I disagree in whole or in part with most of the articles published in Public Discourse. Yet, read it I do. Admittedly, I started reading it when my daughter became its managing editor. I continue to read it and other media that are often at odds with my liberal and humanist sensibilities precisely because they offer thoughtful views that differ from my own. For, as a wise friend once told me, it is impossible to improve the world without exposing ourselves to the viewpoints of those who think differently than we do.
And that is precisely why I write this review of Assisted Suicide: The Liberal, Humanist Case Against Legalization, by Kevin Yuill, for Public Discourse while being fully aware that the viewpoint of most PD readers is decidedly conservative and often religious. This book is neither—and that’s one reason why it is important.

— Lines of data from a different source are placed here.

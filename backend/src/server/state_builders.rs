//! Builders wiring Diesel repositories and services into [`HttpState`].

use std::sync::Arc;

use actix_web::web;
use mockable::{Clock, DefaultClock};

use mess_backend::domain::{
    AccountService, AttendanceService, DashboardService, LocalCalendar, MembershipService,
    MenuService, MessDirectoryService, PlatformService, PollService,
};
use mess_backend::inbound::http::state::HttpState;
use mess_backend::outbound::identity::HttpIdentityProvider;
use mess_backend::outbound::persistence::{
    DbPool, DieselAccountRepository, DieselAttendanceRepository, DieselMembershipRepository,
    DieselMenuPostRepository, DieselMessRepository, DieselPollRepository,
};

/// Repositories shared between services.
struct Repositories {
    accounts: Arc<DieselAccountRepository>,
    messes: Arc<DieselMessRepository>,
    memberships: Arc<DieselMembershipRepository>,
    attendance: Arc<DieselAttendanceRepository>,
    menus: Arc<DieselMenuPostRepository>,
    polls: Arc<DieselPollRepository>,
}

impl Repositories {
    fn new(pool: &DbPool) -> Self {
        Self {
            accounts: Arc::new(DieselAccountRepository::new(pool.clone())),
            messes: Arc::new(DieselMessRepository::new(pool.clone())),
            memberships: Arc::new(DieselMembershipRepository::new(pool.clone())),
            attendance: Arc::new(DieselAttendanceRepository::new(pool.clone())),
            menus: Arc::new(DieselMenuPostRepository::new(pool.clone())),
            polls: Arc::new(DieselPollRepository::new(pool.clone())),
        }
    }
}

/// Build the handler state from a pool and identity adapter.
///
/// Services implementing both a command and a query port are shared
/// between the two slots.
pub(super) fn build_http_state(
    pool: &DbPool,
    identity: Arc<HttpIdentityProvider>,
    expiring_window_days: i64,
    calendar: LocalCalendar,
) -> web::Data<HttpState> {
    let repos = Repositories::new(pool);
    let clock: Arc<dyn Clock> = Arc::new(DefaultClock);

    let accounts = Arc::new(AccountService::new(repos.accounts.clone(), identity));
    let platform = PlatformService::new(
        repos.accounts,
        repos.messes.clone(),
        repos.memberships.clone(),
        clock.clone(),
    )
    .with_calendar(calendar);
    let memberships = Arc::new(
        MembershipService::new(repos.memberships.clone(), clock.clone()).with_calendar(calendar),
    );
    let attendance = Arc::new(
        AttendanceService::new(
            repos.attendance.clone(),
            repos.memberships.clone(),
            clock.clone(),
        )
        .with_calendar(calendar),
    );
    let menus = Arc::new(MenuService::new(repos.menus, clock.clone()));
    let polls = Arc::new(
        PollService::new(repos.polls, repos.memberships.clone(), clock.clone())
            .with_calendar(calendar),
    );
    let dashboard = DashboardService::new(repos.memberships, repos.attendance, clock)
        .with_expiring_window(expiring_window_days)
        .with_calendar(calendar);

    web::Data::new(HttpState {
        accounts: accounts.clone(),
        accounts_query: accounts,
        messes: Arc::new(MessDirectoryService::new(repos.messes)),
        memberships: memberships.clone(),
        memberships_query: memberships,
        attendance: attendance.clone(),
        attendance_query: attendance,
        menus: menus.clone(),
        menus_query: menus,
        polls: polls.clone(),
        polls_query: polls,
        dashboard: Arc::new(dashboard),
        platform: Arc::new(platform),
    })
}
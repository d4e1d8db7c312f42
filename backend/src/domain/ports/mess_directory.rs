//! Driving port for the mess directory.

use async_trait::async_trait;

use crate::domain::{Actor, Area, AreaId, Error, Mess, MessDraft, MessId, MessProfileChanges};

/// Domain use-case port for browsing and administering messes.
#[cfg_attr(test, mockall::automock)]
#[async_trait]
pub trait MessDirectory: Send + Sync {
    /// Active areas sorted by name.
    async fn list_areas(&self) -> Result<Vec<Area>, Error>;

    /// Active messes sorted by name, optionally within one area.
    async fn list_messes(&self, area: Option<AreaId>) -> Result<Vec<Mess>, Error>;

    /// One mess.
    async fn get_mess(&self, mess: MessId) -> Result<Mess, Error>;

    /// Edit the public profile of a mess.
    async fn update_profile(
        &self,
        actor: &Actor,
        mess: MessId,
        changes: MessProfileChanges,
    ) -> Result<Mess, Error>;

    /// Create a listed mess, linking the named owner to it.
    ///
    /// Super-admin only. The owner must hold the owner role and no mess yet.
    async fn create_mess(&self, actor: &Actor, draft: MessDraft) -> Result<Mess, Error>;

    /// List or unlist a mess.
    async fn set_active(&self, actor: &Actor, mess: MessId, active: bool) -> Result<Mess, Error>;
}
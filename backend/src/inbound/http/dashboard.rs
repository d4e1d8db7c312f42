//! Dashboard API handler.

use actix_web::{get, web};
use serde::Serialize;
use utoipa::ToSchema;

use crate::domain::Error;
use crate::domain::ports::DashboardStats;
use crate::inbound::http::ApiResult;
use crate::inbound::http::auth::require_actor;
use crate::inbound::http::session::SessionContext;
use crate::inbound::http::state::HttpState;
use crate::inbound::http::validation::{FieldName, parse_id};

/// Headline numbers for a mess today.
#[derive(Debug, Serialize, ToSchema)]
#[serde(rename_all = "camelCase")]
pub struct DashboardResponse {
    pub active_members: u64,
    pub lunch_today: u64,
    pub dinner_today: u64,
    pub expiring_count: u64,
}

impl From<DashboardStats> for DashboardResponse {
    fn from(stats: DashboardStats) -> Self {
        Self {
            active_members: stats.active_members,
            lunch_today: stats.lunch_today,
            dinner_today: stats.dinner_today,
            expiring_count: stats.expiring_count,
        }
    }
}

/// Owner dashboard statistics.
#[utoipa::path(
    get,
    path = "/api/v1/messes/{id}/dashboard",
    params(("id" = String, Path, description = "Mess id")),
    responses(
        (status = 200, description = "Statistics", body = DashboardResponse),
        (status = 401, description = "Unauthorised", body = Error),
        (status = 403, description = "Not this mess's manager", body = Error)
    ),
    tags = ["dashboard"],
    operation_id = "dashboard"
)]
#[get("/messes/{id}/dashboard")]
pub async fn dashboard(
    state: web::Data<HttpState>,
    session: SessionContext,
    path: web::Path<String>,
) -> ApiResult<web::Json<DashboardResponse>> {
    let actor = require_actor(&state, &session).await?;
    let mess = parse_id(&path.into_inner(), FieldName::new("id"))?;
    let stats = state.dashboard.stats(&actor, mess).await?;
    Ok(web::Json(DashboardResponse::from(stats)))
}

#[cfg(test)]
mod tests {
    use super::*;
    use crate::domain::MessId;
    use crate::inbound::http::test_utils::{TestPorts, login, owner_of, test_app};
    use actix_web::test as actix_test;
    use serde_json::Value;

    #[actix_web::test]
    async fn returns_camel_case_stats() {
        let mess = MessId::random();
        let mut ports = TestPorts::signed_in_as(owner_of(mess));
        ports
            .dashboard
            .expect_stats()
            .withf(move |_, id| *id == mess)
            .times(1)
            .return_once(|_, _| {
                Ok(DashboardStats {
                    active_members: 12,
                    lunch_today: 9,
                    dinner_today: 7,
                    expiring_count: 2,
                })
            });
        let app = actix_test::init_service(test_app(ports)).await;
        let cookie = login(&app).await;

        let request = actix_test::TestRequest::get()
            .uri(&format!("/api/v1/messes/{mess}/dashboard"))
            .cookie(cookie)
            .to_request();
        let body: Value = actix_test::call_and_read_body_json(&app, request).await;
        assert_eq!(body["activeMembers"], 12);
        assert_eq!(body["expiringCount"], 2);
    }
}
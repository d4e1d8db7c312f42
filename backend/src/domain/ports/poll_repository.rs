//! Port for poll and vote persistence.

use async_trait::async_trait;

use crate::domain::{MessId, Poll, PollId, PollVote, UserId};

use super::StoreError;

/// Storage for polls and their votes.
#[cfg_attr(test, mockall::automock)]
#[async_trait]
pub trait PollRepository: Send + Sync {
    /// Persist a new poll.
    async fn insert(&self, poll: &Poll) -> Result<(), StoreError>;

    /// Find a poll by id.
    async fn find_by_id(&self, id: PollId) -> Result<Option<Poll>, StoreError>;

    /// Polls of a mess, newest first.
    async fn list_for_mess(&self, mess: MessId) -> Result<Vec<Poll>, StoreError>;

    /// Mark a poll closed with its winner, only if it is still stored as
    /// active. Returns whether this call performed the transition.
    async fn close(&self, id: PollId, winning_option: Option<usize>) -> Result<bool, StoreError>;

    /// Vote cast by `user` in a poll, if any.
    async fn find_vote(&self, poll: PollId, user: UserId) -> Result<Option<PollVote>, StoreError>;

    /// Persist a vote.
    ///
    /// Fails with [`StoreError::Conflict`] when the user already voted.
    async fn insert_vote(&self, vote: &PollVote) -> Result<(), StoreError>;

    /// Every vote cast in a poll.
    async fn list_votes(&self, poll: PollId) -> Result<Vec<PollVote>, StoreError>;

    /// Number of votes cast in a poll.
    async fn count_votes(&self, poll: PollId) -> Result<u64, StoreError>;
}
//! OpenAPI documentation configuration.
//!
//! [`ApiDoc`] collects every handler annotated with `#[utoipa::path]` plus the
//! request and response schemas they reference. The document is served by
//! Swagger UI in debug builds and printed by the `openapi-dump` binary.

use utoipa::openapi::security::{ApiKey, ApiKeyValue, SecurityScheme};
use utoipa::{Modify, OpenApi};

use crate::domain::{Error, ErrorCode};
use crate::inbound::http::{
    accounts, attendance, dashboard, health, memberships, menus, messes, platform, polls,
};

/// Enrich the generated document with the session cookie security scheme.
struct SecurityAddon;

impl Modify for SecurityAddon {
    fn modify(&self, openapi: &mut utoipa::openapi::OpenApi) {
        let components = openapi
            .components
            .get_or_insert_with(utoipa::openapi::Components::default);

        components.add_security_scheme(
            "SessionCookie",
            SecurityScheme::ApiKey(ApiKey::Cookie(ApiKeyValue::with_description(
                "session",
                "Session cookie issued by POST /api/v1/login.",
            ))),
        );
    }
}

/// OpenAPI document for the REST API.
#[derive(OpenApi)]
#[openapi(
    modifiers(&SecurityAddon),
    info(
        title = "Mess backend API",
        description = "Memberships, attendance, menus and polls for meal-subscription messes."
    ),
    servers(
        (url = "/", description = "Relative to the deployment base URL")
    ),
    security(("SessionCookie" = [])),
    paths(
        accounts::login,
        accounts::logout,
        accounts::me,
        accounts::change_password,
        accounts::my_membership,
        messes::list_areas,
        messes::list_messes,
        messes::create_mess,
        messes::get_mess,
        messes::update_mess,
        messes::set_mess_active,
        memberships::list_memberships,
        memberships::create_membership,
        memberships::list_expiring_memberships,
        memberships::renew_membership,
        attendance::attendance_history,
        attendance::mark_attendance,
        attendance::toggle_attendance,
        attendance::mess_attendance,
        menus::list_menu_posts,
        menus::publish_menu_post,
        menus::menu_history,
        menus::feed,
        polls::list_polls,
        polls::create_poll,
        polls::cast_vote,
        polls::close_poll,
        dashboard::dashboard,
        platform::platform_stats,
        platform::unassigned_owners,
        health::ready,
        health::live,
    ),
    components(schemas(
        Error,
        ErrorCode,
        accounts::LoginRequest,
        accounts::ChangePasswordRequest,
        accounts::AccountResponse,
        messes::AreaResponse,
        messes::MessResponse,
        messes::CreateMessBody,
        messes::UpdateMessBody,
        messes::SetActiveBody,
        memberships::MembershipResponse,
        memberships::CreateMembershipBody,
        memberships::RenewMembershipBody,
        attendance::AttendanceResponse,
        attendance::RosterEntryResponse,
        attendance::RosterResponse,
        attendance::SlotBody,
        menus::MenuPostResponse,
        menus::FeedEntryResponse,
        menus::MenuHistoryEntryResponse,
        menus::PublishMenuBody,
        polls::PollResponse,
        polls::VoteResponse,
        polls::CreatePollBody,
        polls::VoteBody,
        dashboard::DashboardResponse,
        platform::PlatformStatsResponse,
        platform::OwnerResponse,
    )),
    tags(
        (name = "accounts", description = "Sign-in and the caller's own account"),
        (name = "messes", description = "Areas and mess profiles"),
        (name = "memberships", description = "Subscriptions to a mess"),
        (name = "attendance", description = "Per-meal attendance marks"),
        (name = "menus", description = "Published menus and the public feed"),
        (name = "polls", description = "Meal polls and voting"),
        (name = "dashboard", description = "Owner statistics"),
        (name = "admin", description = "Super-admin overview across messes"),
        (name = "health", description = "Endpoints for health checks")
    )
)]
pub struct ApiDoc;
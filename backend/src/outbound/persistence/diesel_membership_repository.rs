//! PostgreSQL-backed `MembershipRepository` implementation using Diesel ORM.

use async_trait::async_trait;
use chrono::NaiveDate;
use diesel::prelude::*;
use diesel_async::RunQueryDsl;

use crate::domain::ports::{MembershipRepository, StoreError};
use crate::domain::{Membership, MembershipId, MessId, StoredMembershipStatus, UserId};

use super::diesel_error_mapping::{map_diesel_error, map_pool_error};
use super::models::MembershipRow;
use super::pool::DbPool;
use super::schema::memberships;

/// Diesel-backed implementation of the membership repository port.
#[derive(Clone)]
pub struct DieselMembershipRepository {
    pool: DbPool,
}

impl DieselMembershipRepository {
    /// Create a new repository with the given connection pool.
    pub fn new(pool: DbPool) -> Self {
        Self { pool }
    }
}

fn rows_to_memberships(rows: Vec<MembershipRow>) -> Result<Vec<Membership>, StoreError> {
    rows.into_iter().map(Membership::try_from).collect()
}

#[async_trait]
impl MembershipRepository for DieselMembershipRepository {
    async fn insert(&self, membership: &Membership) -> Result<(), StoreError> {
        let mut conn = self.pool.get().await.map_err(map_pool_error)?;
        diesel::insert_into(memberships::table)
            .values(MembershipRow::from(membership))
            .execute(&mut conn)
            .await
            .map(|_| ())
            .map_err(map_diesel_error)
    }

    async fn find_by_id(&self, id: MembershipId) -> Result<Option<Membership>, StoreError> {
        let mut conn = self.pool.get().await.map_err(map_pool_error)?;
        let row = memberships::table
            .filter(memberships::id.eq(id.as_uuid()))
            .select(MembershipRow::as_select())
            .first::<MembershipRow>(&mut conn)
            .await
            .optional()
            .map_err(map_diesel_error)?;
        row.map(Membership::try_from).transpose()
    }

    async fn find_latest_for_user(
        &self,
        user: UserId,
        mess: Option<MessId>,
    ) -> Result<Option<Membership>, StoreError> {
        let mut conn = self.pool.get().await.map_err(map_pool_error)?;
        let mut query = memberships::table
            .filter(memberships::user_id.eq(user.as_uuid()))
            .into_boxed();
        if let Some(mess) = mess {
            query = query.filter(memberships::mess_id.eq(*mess.as_uuid()));
        }
        let row = query
            .order((memberships::start_date.desc(), memberships::created_at.desc()))
            .select(MembershipRow::as_select())
            .first::<MembershipRow>(&mut conn)
            .await
            .optional()
            .map_err(map_diesel_error)?;
        row.map(Membership::try_from).transpose()
    }

    async fn list_for_mess(&self, mess: MessId) -> Result<Vec<Membership>, StoreError> {
        let mut conn = self.pool.get().await.map_err(map_pool_error)?;
        let rows: Vec<MembershipRow> = memberships::table
            .filter(memberships::mess_id.eq(mess.as_uuid()))
            .order((memberships::start_date.desc(), memberships::id.asc()))
            .select(MembershipRow::as_select())
            .load(&mut conn)
            .await
            .map_err(map_diesel_error)?;
        rows_to_memberships(rows)
    }

    async fn list_ending_between(
        &self,
        mess: MessId,
        from: NaiveDate,
        to: NaiveDate,
    ) -> Result<Vec<Membership>, StoreError> {
        let mut conn = self.pool.get().await.map_err(map_pool_error)?;
        let rows: Vec<MembershipRow> = memberships::table
            .filter(memberships::mess_id.eq(mess.as_uuid()))
            .filter(memberships::end_date.between(from, to))
            .filter(memberships::status.ne(StoredMembershipStatus::Expired.as_str()))
            .order((memberships::end_date.asc(), memberships::id.asc()))
            .select(MembershipRow::as_select())
            .load(&mut conn)
            .await
            .map_err(map_diesel_error)?;
        rows_to_memberships(rows)
    }

    async fn list_ending_from(&self, from: NaiveDate) -> Result<Vec<Membership>, StoreError> {
        let mut conn = self.pool.get().await.map_err(map_pool_error)?;
        let rows: Vec<MembershipRow> = memberships::table
            .filter(memberships::end_date.ge(from))
            .filter(memberships::status.ne(StoredMembershipStatus::Expired.as_str()))
            .select(MembershipRow::as_select())
            .load(&mut conn)
            .await
            .map_err(map_diesel_error)?;
        rows_to_memberships(rows)
    }

    async fn update_term(
        &self,
        id: MembershipId,
        end_date: NaiveDate,
        status: StoredMembershipStatus,
    ) -> Result<(), StoreError> {
        let mut conn = self.pool.get().await.map_err(map_pool_error)?;
        let updated = diesel::update(memberships::table.filter(memberships::id.eq(id.as_uuid())))
            .set((
                memberships::end_date.eq(end_date),
                memberships::status.eq(status.as_str()),
            ))
            .execute(&mut conn)
            .await
            .map_err(map_diesel_error)?;
        if updated == 0 {
            return Err(StoreError::query(format!("membership {id} vanished during update")));
        }
        Ok(())
    }
}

In the fight to prevent the legalization of assisted suicide, religiously informed reasons for opposing the practice may not persuade the average undecided American. If you want to reach these people, who face a deluge of “compassionate” arguments in favor of “death with dignity,” you need clear, compelling reasons that undercut the supposed wisdom and humanity of assisted suicide.
This book provides those reasons with both quantity and quality.
Yuill does an excellent job explaining how those promoting assisted suicide have been able to get the general public to discount conservative arguments against the practice. As previous Public Discourse articles have noted, one key tactic has been changing terminology surrounding the practice and thereby shifting both explicit definitions and implicit, unconscious perceptions.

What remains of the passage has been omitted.